■ Task brief: Going through the data below, please show each line containing the string "single".
########################################
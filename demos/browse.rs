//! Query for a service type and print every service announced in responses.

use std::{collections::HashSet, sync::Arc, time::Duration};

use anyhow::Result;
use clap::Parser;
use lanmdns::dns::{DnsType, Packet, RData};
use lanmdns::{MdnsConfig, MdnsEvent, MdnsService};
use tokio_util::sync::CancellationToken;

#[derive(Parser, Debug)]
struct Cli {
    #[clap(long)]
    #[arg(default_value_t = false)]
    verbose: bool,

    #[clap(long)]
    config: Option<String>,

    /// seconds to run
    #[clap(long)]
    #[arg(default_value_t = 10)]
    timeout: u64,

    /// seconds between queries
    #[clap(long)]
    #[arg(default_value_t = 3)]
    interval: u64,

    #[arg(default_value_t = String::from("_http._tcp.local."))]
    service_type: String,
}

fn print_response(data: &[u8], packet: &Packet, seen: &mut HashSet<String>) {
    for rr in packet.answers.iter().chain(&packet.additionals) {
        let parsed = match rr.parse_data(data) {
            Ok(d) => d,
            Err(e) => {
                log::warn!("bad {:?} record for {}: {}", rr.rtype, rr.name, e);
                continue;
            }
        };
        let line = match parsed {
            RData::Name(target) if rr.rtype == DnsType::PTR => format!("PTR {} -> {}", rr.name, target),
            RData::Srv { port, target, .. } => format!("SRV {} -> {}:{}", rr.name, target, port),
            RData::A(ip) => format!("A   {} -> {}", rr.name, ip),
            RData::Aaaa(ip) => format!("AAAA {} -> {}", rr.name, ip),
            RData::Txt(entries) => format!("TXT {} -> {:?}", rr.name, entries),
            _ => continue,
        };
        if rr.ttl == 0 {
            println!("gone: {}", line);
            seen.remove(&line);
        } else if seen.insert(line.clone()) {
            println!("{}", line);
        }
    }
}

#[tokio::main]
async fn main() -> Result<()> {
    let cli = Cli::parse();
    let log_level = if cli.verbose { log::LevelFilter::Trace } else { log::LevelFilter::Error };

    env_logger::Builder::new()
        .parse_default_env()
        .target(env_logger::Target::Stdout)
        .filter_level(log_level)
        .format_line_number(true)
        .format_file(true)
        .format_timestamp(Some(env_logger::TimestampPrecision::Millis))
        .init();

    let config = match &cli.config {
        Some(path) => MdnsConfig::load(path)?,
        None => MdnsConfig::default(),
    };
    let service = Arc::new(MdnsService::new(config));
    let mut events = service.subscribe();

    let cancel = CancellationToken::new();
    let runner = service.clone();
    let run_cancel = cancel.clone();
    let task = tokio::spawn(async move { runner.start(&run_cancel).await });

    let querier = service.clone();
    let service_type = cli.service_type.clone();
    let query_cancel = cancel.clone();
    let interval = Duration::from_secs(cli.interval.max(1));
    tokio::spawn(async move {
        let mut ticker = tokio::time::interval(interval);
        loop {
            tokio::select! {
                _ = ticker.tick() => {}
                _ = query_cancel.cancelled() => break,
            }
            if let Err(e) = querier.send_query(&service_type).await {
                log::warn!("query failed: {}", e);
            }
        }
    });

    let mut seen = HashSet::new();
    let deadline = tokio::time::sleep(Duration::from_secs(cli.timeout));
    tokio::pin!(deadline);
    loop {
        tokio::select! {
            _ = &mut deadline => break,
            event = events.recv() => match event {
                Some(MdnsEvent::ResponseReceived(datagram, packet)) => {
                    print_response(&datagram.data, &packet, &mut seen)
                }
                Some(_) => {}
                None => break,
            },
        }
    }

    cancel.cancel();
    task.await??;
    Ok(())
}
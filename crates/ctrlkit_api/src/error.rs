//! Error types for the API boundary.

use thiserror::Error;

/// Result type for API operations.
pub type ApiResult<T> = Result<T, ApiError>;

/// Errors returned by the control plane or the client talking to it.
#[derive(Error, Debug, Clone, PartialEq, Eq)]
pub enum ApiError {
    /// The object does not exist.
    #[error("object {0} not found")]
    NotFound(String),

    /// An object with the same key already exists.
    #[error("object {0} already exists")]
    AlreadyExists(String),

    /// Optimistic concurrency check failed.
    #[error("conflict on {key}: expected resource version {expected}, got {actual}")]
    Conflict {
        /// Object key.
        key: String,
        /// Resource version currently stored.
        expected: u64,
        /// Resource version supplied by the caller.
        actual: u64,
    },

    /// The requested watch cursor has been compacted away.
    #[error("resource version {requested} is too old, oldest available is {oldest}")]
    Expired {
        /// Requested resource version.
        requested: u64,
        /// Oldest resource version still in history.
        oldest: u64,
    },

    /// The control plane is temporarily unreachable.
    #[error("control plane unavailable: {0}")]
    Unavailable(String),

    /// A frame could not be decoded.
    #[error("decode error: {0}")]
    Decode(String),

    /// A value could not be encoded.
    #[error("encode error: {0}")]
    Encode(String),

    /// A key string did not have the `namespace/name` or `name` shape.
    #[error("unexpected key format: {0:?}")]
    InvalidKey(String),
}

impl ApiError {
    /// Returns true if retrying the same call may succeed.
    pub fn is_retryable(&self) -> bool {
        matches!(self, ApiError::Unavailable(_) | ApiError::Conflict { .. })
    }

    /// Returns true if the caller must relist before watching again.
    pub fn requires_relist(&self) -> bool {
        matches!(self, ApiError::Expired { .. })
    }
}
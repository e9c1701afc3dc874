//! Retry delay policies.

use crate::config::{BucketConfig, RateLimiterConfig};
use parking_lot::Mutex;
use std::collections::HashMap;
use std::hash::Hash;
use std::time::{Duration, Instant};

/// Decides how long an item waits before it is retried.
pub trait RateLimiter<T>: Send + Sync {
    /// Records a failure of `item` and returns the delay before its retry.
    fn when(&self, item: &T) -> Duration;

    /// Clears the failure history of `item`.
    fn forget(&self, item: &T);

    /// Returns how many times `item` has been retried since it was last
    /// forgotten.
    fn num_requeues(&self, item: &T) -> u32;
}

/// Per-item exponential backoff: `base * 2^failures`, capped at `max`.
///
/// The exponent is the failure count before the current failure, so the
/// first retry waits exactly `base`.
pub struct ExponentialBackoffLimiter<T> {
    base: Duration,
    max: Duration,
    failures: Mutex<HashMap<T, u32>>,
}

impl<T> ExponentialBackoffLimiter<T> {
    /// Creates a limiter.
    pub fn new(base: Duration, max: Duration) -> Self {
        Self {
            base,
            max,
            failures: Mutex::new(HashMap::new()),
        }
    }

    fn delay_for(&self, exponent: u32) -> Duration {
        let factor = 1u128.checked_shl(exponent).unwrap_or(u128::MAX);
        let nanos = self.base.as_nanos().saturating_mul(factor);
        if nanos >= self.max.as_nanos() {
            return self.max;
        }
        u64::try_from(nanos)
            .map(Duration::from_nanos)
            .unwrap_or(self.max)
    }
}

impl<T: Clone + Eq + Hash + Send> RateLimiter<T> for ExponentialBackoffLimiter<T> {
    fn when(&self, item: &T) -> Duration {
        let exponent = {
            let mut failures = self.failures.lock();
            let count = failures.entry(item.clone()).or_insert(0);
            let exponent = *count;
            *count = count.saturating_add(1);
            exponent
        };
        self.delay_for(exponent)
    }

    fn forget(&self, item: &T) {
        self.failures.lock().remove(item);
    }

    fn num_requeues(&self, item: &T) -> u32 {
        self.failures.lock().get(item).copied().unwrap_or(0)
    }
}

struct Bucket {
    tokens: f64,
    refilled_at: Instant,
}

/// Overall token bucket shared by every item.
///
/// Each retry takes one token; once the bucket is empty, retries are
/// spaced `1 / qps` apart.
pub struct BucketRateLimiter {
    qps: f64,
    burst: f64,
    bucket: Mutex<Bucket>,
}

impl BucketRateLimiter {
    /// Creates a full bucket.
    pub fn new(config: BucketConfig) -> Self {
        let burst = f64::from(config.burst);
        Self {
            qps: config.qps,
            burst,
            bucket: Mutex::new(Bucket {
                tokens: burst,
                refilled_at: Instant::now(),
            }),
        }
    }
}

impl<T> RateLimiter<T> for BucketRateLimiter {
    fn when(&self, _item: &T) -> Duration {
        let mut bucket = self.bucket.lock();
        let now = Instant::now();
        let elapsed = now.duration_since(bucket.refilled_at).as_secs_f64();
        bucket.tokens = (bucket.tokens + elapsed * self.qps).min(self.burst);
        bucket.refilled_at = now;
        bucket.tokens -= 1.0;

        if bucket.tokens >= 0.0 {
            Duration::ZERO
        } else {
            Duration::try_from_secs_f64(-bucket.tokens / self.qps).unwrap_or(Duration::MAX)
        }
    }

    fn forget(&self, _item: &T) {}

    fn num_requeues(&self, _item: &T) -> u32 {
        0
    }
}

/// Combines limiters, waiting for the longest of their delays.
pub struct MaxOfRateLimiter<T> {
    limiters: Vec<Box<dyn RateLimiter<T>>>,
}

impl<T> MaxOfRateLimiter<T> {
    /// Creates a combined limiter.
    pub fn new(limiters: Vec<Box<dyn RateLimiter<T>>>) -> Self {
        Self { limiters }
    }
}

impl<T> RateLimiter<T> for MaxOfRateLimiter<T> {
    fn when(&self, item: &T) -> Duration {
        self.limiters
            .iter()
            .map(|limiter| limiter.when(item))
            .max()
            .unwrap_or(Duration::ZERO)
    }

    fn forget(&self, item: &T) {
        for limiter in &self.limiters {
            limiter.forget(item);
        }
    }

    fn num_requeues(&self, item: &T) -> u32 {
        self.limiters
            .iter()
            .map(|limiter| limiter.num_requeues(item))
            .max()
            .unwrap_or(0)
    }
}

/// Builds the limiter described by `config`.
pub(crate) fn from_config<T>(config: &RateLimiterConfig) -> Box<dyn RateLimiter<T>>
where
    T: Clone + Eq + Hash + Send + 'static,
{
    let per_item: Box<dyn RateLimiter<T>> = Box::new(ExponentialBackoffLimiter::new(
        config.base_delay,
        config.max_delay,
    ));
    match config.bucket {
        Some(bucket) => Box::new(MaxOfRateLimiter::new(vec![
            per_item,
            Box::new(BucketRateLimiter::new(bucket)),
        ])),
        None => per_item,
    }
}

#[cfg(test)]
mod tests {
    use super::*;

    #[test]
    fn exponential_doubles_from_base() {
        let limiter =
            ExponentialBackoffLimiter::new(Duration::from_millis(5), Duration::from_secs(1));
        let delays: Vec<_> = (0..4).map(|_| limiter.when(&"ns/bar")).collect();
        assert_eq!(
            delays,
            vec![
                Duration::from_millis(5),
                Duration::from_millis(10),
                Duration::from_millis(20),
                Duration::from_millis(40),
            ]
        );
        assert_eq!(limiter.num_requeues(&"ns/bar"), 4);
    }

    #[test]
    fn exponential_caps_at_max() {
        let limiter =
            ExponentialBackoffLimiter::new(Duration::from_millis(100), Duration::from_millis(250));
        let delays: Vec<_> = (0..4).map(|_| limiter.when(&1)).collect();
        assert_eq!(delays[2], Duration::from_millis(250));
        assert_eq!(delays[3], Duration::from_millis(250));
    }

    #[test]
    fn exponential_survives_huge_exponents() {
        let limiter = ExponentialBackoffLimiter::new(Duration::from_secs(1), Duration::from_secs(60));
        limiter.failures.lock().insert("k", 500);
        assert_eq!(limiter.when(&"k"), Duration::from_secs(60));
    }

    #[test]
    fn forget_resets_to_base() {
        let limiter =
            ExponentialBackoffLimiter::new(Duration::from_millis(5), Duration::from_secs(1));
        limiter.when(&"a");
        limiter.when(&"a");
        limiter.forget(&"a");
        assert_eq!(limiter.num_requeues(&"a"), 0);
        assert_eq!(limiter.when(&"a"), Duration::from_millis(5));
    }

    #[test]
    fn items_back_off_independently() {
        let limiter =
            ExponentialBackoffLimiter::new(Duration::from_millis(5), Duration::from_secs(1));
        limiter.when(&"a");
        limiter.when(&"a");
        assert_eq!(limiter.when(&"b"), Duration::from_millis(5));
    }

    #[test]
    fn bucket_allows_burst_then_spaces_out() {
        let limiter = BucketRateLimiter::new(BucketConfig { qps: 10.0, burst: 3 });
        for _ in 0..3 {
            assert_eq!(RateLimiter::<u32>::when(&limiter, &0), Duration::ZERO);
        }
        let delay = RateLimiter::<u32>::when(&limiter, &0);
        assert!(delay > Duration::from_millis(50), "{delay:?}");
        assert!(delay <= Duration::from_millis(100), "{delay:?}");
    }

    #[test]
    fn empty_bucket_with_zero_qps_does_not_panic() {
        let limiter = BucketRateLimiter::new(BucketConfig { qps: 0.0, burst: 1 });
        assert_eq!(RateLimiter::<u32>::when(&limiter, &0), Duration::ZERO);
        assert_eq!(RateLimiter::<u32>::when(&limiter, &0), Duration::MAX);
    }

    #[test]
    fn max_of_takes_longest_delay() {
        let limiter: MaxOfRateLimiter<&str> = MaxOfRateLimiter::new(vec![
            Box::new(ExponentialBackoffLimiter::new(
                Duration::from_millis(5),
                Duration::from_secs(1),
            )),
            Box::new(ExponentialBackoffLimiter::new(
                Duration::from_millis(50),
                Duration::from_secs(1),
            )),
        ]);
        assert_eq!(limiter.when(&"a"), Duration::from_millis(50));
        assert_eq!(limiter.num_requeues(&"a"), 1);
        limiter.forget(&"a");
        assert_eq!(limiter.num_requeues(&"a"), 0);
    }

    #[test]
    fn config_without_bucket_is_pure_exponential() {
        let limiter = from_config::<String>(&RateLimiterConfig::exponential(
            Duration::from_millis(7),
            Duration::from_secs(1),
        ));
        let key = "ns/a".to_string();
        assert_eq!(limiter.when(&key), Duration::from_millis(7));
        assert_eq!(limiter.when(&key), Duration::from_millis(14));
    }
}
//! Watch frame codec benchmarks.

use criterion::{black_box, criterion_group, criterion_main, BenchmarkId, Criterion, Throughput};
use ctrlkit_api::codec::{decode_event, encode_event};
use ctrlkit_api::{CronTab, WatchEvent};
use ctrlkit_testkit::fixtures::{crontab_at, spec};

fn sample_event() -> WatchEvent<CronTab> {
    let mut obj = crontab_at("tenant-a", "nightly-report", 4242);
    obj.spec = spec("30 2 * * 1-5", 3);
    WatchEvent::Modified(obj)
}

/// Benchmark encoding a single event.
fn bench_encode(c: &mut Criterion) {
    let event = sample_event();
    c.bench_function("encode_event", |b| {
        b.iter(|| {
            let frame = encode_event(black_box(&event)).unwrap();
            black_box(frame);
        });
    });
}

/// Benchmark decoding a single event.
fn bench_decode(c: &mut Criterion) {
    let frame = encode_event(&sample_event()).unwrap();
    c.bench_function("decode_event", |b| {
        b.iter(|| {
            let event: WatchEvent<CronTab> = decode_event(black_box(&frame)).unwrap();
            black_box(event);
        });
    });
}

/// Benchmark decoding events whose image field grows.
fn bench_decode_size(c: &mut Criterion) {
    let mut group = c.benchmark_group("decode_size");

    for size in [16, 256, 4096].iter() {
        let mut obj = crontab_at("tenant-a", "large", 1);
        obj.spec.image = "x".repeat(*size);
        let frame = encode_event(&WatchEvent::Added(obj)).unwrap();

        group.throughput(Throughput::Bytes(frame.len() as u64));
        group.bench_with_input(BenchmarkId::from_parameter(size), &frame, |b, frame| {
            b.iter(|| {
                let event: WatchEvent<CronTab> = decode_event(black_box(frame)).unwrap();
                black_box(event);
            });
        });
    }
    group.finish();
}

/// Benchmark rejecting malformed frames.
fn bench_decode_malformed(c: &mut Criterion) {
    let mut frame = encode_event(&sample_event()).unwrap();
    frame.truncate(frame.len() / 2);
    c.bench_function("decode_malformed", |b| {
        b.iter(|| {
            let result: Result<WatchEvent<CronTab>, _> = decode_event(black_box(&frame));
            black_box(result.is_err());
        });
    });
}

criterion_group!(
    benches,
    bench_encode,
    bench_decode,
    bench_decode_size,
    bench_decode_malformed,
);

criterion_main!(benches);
########################################
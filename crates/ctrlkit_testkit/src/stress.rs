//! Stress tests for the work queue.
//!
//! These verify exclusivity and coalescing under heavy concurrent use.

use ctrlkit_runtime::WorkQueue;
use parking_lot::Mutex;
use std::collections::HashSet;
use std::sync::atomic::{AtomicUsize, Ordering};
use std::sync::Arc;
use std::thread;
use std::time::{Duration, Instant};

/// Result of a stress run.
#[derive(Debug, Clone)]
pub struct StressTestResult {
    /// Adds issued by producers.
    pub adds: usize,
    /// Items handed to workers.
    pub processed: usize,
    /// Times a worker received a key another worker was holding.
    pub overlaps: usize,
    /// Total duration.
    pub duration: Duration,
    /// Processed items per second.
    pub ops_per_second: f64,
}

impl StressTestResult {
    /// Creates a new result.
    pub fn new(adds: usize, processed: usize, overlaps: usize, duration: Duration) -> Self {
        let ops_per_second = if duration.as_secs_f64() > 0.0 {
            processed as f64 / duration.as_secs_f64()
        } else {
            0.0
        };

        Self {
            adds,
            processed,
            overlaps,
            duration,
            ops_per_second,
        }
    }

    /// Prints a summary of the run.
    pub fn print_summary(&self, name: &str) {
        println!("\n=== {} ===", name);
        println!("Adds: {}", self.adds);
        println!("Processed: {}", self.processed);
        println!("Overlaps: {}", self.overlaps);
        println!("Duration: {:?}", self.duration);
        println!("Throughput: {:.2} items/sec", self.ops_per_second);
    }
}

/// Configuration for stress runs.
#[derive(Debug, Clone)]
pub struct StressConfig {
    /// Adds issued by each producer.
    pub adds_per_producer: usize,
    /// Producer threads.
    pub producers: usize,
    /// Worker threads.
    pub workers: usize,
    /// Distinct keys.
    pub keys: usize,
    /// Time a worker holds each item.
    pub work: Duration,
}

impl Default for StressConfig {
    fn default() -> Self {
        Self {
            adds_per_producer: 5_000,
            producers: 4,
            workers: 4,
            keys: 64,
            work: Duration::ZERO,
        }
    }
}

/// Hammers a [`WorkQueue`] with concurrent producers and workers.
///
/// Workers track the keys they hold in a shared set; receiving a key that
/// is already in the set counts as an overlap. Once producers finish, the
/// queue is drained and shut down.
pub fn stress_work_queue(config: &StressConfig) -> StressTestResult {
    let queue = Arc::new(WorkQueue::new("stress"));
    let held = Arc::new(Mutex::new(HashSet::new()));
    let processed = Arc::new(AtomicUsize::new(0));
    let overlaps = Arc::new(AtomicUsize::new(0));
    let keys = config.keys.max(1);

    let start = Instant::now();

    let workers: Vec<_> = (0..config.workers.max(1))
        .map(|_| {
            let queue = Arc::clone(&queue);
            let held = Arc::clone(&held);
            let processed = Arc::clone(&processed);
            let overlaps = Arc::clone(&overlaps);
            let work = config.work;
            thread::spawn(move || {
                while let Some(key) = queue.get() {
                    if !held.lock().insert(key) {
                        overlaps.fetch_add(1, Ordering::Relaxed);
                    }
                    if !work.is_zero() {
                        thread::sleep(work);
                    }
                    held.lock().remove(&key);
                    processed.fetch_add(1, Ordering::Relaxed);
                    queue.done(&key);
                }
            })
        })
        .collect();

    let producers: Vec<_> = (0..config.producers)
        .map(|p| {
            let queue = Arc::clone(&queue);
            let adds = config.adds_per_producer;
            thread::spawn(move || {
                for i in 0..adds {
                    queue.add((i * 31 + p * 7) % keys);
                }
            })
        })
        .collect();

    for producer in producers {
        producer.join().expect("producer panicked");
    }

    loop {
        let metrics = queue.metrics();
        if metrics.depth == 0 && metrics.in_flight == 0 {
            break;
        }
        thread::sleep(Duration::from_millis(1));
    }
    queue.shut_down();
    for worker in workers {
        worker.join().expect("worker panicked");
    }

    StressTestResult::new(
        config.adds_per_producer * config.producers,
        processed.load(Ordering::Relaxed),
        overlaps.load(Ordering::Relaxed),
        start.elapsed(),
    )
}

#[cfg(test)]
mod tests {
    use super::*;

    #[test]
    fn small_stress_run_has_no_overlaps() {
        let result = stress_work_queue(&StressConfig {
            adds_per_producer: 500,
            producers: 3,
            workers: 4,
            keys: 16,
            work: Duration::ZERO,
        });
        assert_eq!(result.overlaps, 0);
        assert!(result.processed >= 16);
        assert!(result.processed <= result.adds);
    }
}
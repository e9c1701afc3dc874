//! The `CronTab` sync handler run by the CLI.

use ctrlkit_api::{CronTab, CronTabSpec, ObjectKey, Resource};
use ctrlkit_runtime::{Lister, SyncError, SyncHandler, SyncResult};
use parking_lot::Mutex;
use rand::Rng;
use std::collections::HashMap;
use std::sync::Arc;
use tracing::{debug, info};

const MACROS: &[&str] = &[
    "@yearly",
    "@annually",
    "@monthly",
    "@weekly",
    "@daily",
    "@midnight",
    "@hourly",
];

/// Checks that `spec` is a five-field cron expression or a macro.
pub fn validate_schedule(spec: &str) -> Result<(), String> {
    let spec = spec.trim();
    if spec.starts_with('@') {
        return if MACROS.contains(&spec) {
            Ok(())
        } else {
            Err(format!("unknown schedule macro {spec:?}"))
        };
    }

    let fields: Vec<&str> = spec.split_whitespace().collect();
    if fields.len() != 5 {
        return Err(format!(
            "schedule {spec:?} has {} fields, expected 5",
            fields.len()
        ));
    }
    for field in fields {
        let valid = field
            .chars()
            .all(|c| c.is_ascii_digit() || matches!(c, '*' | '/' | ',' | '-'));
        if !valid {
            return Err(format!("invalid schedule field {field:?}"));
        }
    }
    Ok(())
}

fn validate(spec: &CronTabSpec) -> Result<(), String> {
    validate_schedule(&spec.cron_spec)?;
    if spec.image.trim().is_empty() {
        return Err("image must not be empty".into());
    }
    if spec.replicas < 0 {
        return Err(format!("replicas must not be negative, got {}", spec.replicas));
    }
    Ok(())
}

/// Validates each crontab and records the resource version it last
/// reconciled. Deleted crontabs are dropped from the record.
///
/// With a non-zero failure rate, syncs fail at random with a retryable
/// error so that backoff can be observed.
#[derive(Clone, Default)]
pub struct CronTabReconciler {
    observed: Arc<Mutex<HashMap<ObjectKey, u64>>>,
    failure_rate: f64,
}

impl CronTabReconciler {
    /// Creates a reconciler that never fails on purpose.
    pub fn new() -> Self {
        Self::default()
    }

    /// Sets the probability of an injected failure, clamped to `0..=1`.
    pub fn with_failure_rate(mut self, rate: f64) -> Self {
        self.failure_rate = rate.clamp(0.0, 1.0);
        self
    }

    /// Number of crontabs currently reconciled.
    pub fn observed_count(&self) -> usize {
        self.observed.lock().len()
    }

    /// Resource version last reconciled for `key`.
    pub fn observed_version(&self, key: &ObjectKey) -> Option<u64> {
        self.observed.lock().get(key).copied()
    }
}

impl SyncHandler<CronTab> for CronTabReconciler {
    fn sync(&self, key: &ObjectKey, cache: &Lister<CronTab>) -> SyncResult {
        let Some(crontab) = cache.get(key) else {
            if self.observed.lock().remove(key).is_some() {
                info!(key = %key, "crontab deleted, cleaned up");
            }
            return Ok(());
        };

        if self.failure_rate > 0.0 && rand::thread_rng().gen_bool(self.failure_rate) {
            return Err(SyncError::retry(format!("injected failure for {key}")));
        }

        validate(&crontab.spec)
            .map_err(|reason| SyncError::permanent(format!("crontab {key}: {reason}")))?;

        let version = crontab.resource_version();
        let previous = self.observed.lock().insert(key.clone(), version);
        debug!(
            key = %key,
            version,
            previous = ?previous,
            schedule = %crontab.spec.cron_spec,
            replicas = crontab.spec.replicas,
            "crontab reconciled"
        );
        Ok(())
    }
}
########################################
■ Answer section:
/// Benchmark encoding a single event.
/// Benchmark decoding a single event.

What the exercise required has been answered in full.